Task statement: Set down each entry again exactly as written.

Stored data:
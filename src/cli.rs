use clap::{Parser, ValueEnum};
use std::path::PathBuf;

#[derive(Debug, Parser)]
#[command(
    name = "kira-transient",
    version,
    about = "Transient-signal identification over replicated time-series tables"
)]
pub struct Cli {
    #[arg(long, help = "Tab-separated input table with a header row")]
    pub input: PathBuf,

    #[arg(long, value_enum)]
    pub algorithm: AlgorithmArg,

    #[arg(long, default_value_t = 5000, help = "Permutations per candidate")]
    pub monte_carlo: usize,

    #[arg(long, value_enum, default_value_t = AdjustMethodArg::FdrBh)]
    pub adj_method: AdjustMethodArg,

    #[arg(
        long,
        num_args = 1..,
        required = true,
        help = "Time-axis value per sampled point, shared by all candidates"
    )]
    pub time_stamps: Vec<u64>,

    #[arg(
        long,
        num_args = 1..,
        required = true,
        help = "Zero-based replicate-1 column indices"
    )]
    pub repeat1_cols: Vec<usize>,

    #[arg(long, num_args = 1.., help = "Zero-based replicate-2 column indices")]
    pub repeat2_cols: Vec<usize>,

    #[arg(long, default_value_t = 0, help = "Zero-based candidate-id column index")]
    pub candidate_id_col: usize,

    #[arg(
        long,
        default_value = "plot_grid",
        help = "Output image base name (.png appended)"
    )]
    pub grid_name: String,

    #[arg(long, help = "Fix the permutation base seed for reproducible runs")]
    pub seed: Option<u64>,

    #[arg(long, default_value_t = 0, help = "Number of threads (0 = auto)")]
    pub threads: usize,

    #[arg(long, help = "Optional path for a JSON run report")]
    pub json: Option<PathBuf>,
}

#[derive(Debug, Clone, Copy, PartialEq, Eq, ValueEnum)]
pub enum AlgorithmArg {
    #[value(name = "Euclidean")]
    Euclidean,
    #[value(name = "DTW")]
    Dtw,
}

#[derive(Debug, Clone, Copy, PartialEq, Eq, ValueEnum)]
pub enum AdjustMethodArg {
    Bonferroni,
    Holm,
    Hochberg,
    #[value(name = "fdr_bh")]
    FdrBh,
    #[value(name = "fdr_by")]
    FdrBy,
}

Task response:
filename src/cli.rs
use clap::{Parser, ValueEnum};
use std::path::PathBuf;

#[derive(Debug, Parser)]
#[command(
    name = "kira-transient",
    version,
    about = "Transient-signal identification over replicated time-series tables"
)]
pub struct Cli {
    #[arg(long, help = "Tab-separated input table with a header row")]
    pub input: PathBuf,

    #[arg(long, value_enum)]
    pub algorithm: AlgorithmArg,

    #[arg(long, default_value_t = 5000, help = "Permutations per candidate")]
    pub monte_carlo: usize,

    #[arg(long, value_enum, default_value_t = AdjustMethodArg::FdrBh)]
    pub adj_method: AdjustMethodArg,

    #[arg(
        long,
        num_args = 1..,
        required = true,
        help = "Time-axis value per sampled point, shared by all candidates"
    )]
    pub time_stamps: Vec<u64>,

    #[arg(
        long,
        num_args = 1..,
        required = true,
        help = "Zero-based replicate-1 column indices"
    )]
    pub repeat1_cols: Vec<usize>,

    #[arg(long, num_args = 1.., help = "Zero-based replicate-2 column indices")]
    pub repeat2_cols: Vec<usize>,

    #[arg(long, default_value_t = 0, help = "Zero-based candidate-id column index")]
    pub candidate_id_col: usize,

    #[arg(
        long,
        default_value = "plot_grid",
        help = "Output image base name (.png appended)"
    )]
    pub grid_name: String,

    #[arg(long, help = "Fix the permutation base seed for reproducible runs")]
    pub seed: Option<u64>,

    #[arg(long, default_value_t = 0, help = "Number of threads (0 = auto)")]
    pub threads: usize,

    #[arg(long, help = "Optional path for a JSON run report")]
    pub json: Option<PathBuf>,
}

#[derive(Debug, Clone, Copy, PartialEq, Eq, ValueEnum)]
pub enum AlgorithmArg {
    #[value(name = "Euclidean")]
    Euclidean,
    #[value(name = "DTW")]
    Dtw,
}

#[derive(Debug, Clone, Copy, PartialEq, Eq, ValueEnum)]
pub enum AdjustMethodArg {
    Bonferroni,
    Holm,
    Hochberg,
    #[value(name = "fdr_bh")]
    FdrBh,
    #[value(name = "fdr_by")]
    FdrBy,
}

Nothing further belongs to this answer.